▸ **DATA FOR THIS EXERCISE**
------------------------------------------------
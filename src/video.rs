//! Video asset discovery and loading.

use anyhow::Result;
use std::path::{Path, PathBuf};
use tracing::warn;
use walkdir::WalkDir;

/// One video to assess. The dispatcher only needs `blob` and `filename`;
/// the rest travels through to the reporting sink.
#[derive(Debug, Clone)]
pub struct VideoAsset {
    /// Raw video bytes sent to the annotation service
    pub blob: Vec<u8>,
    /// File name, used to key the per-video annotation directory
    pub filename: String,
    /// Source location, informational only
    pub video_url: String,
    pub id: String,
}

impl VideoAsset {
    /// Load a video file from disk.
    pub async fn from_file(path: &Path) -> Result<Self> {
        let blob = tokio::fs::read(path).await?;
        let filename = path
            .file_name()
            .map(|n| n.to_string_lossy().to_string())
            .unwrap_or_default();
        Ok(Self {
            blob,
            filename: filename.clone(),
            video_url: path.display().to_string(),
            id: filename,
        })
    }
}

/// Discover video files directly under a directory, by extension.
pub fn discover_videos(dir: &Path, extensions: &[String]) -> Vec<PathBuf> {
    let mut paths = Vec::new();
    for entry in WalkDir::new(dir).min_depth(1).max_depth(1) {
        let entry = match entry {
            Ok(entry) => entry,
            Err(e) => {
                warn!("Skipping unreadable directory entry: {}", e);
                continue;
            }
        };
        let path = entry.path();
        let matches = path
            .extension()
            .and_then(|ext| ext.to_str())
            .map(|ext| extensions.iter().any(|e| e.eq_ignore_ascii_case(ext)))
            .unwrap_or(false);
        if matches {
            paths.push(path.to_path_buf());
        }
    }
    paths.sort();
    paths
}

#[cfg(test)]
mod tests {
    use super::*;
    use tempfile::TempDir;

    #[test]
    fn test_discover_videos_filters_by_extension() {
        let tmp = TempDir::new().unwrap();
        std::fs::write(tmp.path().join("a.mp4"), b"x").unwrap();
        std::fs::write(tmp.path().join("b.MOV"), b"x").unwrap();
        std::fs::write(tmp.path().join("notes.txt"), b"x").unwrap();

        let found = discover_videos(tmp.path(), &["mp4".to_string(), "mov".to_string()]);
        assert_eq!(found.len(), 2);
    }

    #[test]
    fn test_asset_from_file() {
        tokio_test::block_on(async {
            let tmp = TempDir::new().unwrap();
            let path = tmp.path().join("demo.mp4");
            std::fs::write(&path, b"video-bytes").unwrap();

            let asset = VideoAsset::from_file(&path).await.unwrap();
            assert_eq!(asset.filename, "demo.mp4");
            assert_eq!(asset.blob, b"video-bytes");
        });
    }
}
------------------------------------------------
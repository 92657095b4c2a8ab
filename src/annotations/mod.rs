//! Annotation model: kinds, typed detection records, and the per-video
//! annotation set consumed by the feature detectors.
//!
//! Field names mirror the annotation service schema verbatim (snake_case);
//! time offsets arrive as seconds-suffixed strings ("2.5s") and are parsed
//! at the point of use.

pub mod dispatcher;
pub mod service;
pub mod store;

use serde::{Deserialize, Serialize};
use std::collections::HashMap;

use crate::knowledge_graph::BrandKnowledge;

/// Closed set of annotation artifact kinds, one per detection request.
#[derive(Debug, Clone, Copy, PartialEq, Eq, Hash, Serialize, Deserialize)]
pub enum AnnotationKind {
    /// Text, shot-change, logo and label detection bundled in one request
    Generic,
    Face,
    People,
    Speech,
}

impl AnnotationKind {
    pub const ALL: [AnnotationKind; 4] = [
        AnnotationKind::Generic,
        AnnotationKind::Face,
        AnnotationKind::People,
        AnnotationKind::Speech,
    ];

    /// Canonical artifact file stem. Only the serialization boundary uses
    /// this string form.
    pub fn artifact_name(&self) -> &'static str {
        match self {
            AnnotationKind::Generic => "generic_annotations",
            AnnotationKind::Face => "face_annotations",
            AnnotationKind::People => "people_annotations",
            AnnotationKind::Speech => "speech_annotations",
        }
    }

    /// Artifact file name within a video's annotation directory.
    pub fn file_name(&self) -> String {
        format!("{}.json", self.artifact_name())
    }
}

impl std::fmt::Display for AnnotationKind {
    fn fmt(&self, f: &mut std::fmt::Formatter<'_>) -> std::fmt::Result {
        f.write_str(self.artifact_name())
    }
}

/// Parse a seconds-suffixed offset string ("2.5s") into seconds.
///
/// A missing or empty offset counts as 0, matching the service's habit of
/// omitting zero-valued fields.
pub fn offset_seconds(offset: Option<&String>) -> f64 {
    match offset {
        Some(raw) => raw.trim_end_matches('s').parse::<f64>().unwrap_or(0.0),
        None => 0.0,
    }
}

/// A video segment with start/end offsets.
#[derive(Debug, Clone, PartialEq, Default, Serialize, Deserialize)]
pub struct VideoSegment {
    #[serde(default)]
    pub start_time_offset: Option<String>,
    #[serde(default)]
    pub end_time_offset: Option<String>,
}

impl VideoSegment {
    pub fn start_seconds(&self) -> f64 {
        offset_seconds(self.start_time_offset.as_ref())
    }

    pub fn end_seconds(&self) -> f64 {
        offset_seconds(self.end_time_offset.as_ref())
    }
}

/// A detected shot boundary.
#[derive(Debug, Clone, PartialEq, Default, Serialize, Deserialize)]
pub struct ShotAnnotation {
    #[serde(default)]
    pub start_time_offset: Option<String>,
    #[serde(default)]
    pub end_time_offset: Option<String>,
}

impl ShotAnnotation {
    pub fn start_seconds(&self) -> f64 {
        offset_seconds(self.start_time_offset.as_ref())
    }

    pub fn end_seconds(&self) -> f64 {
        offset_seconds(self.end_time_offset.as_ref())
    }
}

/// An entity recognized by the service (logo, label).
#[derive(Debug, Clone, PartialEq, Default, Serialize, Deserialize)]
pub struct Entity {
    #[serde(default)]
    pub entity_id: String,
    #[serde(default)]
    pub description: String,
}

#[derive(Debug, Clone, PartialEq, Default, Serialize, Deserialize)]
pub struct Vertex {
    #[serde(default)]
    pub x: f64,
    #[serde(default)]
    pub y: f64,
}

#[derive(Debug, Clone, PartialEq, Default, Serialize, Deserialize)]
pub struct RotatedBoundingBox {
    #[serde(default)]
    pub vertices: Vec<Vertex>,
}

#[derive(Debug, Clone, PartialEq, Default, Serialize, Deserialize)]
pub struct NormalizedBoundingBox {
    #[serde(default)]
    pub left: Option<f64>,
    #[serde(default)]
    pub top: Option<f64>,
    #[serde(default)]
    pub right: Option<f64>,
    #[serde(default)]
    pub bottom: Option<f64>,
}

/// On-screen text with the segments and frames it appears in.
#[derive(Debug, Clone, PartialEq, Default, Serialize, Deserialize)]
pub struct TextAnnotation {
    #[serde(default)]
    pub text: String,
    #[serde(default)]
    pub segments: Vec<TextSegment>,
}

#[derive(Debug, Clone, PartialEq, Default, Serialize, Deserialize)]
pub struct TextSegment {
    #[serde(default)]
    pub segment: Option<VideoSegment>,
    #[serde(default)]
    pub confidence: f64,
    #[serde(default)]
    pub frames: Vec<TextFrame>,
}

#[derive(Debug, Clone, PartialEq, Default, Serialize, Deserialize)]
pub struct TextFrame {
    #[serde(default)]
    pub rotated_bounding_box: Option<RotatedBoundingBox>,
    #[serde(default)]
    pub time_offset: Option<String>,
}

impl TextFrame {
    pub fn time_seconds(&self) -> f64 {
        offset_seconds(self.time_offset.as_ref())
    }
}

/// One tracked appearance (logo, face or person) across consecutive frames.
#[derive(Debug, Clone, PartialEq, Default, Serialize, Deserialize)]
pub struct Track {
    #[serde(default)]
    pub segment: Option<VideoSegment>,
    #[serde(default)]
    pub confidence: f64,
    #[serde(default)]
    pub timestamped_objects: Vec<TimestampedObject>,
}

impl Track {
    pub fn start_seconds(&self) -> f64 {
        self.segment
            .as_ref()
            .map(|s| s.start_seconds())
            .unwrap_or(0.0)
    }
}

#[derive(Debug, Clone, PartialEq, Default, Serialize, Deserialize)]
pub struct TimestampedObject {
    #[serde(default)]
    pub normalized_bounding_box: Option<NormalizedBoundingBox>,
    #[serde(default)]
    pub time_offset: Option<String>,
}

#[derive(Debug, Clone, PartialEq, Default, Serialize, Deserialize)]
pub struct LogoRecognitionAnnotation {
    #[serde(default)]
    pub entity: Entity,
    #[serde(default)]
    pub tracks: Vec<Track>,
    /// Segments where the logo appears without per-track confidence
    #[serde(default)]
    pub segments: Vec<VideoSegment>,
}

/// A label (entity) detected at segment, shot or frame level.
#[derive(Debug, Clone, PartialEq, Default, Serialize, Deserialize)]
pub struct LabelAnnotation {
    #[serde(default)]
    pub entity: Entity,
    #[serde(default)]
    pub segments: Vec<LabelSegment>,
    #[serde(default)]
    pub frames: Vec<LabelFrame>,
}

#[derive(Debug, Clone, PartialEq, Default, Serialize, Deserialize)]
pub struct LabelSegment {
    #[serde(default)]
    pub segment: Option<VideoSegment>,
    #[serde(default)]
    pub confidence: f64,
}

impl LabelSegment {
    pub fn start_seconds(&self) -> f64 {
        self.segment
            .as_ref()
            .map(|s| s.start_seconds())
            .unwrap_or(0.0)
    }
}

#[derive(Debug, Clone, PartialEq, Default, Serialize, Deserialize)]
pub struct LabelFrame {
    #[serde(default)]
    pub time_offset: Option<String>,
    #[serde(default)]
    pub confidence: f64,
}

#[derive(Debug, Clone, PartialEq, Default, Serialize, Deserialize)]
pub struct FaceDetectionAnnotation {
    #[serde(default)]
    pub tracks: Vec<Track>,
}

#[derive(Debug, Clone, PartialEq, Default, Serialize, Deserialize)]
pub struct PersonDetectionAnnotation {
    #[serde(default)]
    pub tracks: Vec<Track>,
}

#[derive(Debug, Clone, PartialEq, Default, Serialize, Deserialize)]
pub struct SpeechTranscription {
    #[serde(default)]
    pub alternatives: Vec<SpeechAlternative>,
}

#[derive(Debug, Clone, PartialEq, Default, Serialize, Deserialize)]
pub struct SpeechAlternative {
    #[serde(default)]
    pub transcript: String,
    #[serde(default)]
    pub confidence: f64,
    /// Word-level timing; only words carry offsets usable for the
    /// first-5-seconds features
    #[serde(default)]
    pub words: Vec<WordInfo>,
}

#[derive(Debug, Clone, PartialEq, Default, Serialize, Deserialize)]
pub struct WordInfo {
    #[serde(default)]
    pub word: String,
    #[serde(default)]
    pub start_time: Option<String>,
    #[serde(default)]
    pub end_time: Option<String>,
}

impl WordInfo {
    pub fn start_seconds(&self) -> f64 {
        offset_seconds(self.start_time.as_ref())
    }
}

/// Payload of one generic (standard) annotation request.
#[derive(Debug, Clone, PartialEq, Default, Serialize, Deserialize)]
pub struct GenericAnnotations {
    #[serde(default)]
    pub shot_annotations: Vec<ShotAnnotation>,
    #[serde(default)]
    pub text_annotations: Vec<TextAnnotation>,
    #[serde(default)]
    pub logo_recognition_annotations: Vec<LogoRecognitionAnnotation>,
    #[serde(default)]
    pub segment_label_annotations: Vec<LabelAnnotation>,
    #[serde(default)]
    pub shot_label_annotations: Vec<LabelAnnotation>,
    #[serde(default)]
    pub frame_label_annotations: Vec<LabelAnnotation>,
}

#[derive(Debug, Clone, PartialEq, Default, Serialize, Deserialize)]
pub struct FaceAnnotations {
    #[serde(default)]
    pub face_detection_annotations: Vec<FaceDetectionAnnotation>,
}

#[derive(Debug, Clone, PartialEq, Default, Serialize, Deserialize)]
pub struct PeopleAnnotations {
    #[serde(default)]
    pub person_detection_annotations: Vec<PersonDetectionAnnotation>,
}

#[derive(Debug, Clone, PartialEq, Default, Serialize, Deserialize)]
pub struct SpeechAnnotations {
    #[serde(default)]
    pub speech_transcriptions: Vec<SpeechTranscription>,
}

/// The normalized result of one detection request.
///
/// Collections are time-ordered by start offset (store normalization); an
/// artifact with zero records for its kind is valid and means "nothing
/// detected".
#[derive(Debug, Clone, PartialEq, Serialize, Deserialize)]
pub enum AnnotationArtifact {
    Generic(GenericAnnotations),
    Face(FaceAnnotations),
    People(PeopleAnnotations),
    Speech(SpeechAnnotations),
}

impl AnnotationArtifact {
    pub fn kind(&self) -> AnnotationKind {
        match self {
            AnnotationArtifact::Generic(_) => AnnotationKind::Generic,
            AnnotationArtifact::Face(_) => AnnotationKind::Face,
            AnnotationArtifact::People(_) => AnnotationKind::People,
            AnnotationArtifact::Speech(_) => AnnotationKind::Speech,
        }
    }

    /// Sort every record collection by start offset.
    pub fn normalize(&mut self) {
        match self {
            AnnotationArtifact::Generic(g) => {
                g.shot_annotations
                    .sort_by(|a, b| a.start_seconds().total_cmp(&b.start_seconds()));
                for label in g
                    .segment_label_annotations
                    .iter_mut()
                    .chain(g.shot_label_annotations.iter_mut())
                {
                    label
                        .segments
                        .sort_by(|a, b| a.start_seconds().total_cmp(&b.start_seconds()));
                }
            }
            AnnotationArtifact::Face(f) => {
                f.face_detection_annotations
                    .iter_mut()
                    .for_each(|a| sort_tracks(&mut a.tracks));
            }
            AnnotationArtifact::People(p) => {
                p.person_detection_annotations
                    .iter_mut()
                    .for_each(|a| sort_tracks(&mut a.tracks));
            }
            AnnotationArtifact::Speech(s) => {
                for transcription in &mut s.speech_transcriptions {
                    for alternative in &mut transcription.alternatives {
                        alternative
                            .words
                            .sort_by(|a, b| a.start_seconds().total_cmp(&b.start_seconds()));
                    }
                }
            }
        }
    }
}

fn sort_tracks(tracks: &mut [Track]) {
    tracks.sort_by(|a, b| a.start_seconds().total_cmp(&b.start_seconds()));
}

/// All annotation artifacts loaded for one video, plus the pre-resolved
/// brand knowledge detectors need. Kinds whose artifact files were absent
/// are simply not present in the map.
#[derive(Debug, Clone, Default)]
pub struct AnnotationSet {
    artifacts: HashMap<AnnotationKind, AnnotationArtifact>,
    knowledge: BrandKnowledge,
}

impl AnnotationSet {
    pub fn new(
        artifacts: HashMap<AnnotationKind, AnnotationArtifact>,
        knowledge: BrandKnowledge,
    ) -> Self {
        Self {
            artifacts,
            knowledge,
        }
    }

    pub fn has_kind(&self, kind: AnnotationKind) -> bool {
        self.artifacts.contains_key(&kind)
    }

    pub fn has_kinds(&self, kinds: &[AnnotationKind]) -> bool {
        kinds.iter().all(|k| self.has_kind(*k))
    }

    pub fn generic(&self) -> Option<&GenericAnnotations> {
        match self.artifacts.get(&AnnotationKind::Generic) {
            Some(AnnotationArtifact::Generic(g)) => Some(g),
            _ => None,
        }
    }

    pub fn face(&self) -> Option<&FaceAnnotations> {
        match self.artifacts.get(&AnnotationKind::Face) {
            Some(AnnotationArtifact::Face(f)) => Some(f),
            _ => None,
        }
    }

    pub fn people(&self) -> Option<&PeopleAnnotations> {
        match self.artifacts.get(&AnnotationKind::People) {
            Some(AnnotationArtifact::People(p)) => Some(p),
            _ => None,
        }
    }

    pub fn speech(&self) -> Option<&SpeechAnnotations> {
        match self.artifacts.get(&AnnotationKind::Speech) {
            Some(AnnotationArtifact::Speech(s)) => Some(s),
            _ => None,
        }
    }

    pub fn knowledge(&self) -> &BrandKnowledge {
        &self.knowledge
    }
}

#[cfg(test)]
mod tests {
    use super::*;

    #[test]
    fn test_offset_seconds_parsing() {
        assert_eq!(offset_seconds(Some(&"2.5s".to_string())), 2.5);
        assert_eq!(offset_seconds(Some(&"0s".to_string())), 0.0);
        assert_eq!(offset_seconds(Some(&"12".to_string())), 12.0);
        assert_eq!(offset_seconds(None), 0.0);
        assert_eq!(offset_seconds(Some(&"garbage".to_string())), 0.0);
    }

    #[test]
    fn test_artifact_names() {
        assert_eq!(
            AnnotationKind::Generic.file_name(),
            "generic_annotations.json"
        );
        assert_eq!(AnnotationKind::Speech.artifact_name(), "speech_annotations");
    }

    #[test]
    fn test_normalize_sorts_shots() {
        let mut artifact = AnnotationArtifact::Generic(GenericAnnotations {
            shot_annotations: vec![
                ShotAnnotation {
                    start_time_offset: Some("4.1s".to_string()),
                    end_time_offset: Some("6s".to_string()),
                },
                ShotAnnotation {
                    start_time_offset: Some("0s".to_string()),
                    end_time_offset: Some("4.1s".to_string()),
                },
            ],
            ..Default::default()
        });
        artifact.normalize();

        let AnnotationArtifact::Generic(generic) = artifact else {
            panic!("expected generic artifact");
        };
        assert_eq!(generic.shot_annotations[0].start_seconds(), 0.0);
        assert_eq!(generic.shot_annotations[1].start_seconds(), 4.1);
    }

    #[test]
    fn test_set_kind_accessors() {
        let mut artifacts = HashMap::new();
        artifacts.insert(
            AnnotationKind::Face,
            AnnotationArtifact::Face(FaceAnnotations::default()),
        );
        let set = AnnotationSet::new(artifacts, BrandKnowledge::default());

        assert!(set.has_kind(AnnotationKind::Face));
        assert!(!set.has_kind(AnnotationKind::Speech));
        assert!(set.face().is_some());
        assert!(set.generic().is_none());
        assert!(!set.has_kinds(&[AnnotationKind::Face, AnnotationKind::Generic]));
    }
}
------------------------------------------------
▸ **WORK REQUIRED**
Run a filter over the data above and keep each line that contains the word "AnnotationSet".

▸ **EXERCISE RESPONSE**
pub struct AnnotationSet {
impl AnnotationSet {
        let set = AnnotationSet::new(artifacts, BrandKnowledge::default());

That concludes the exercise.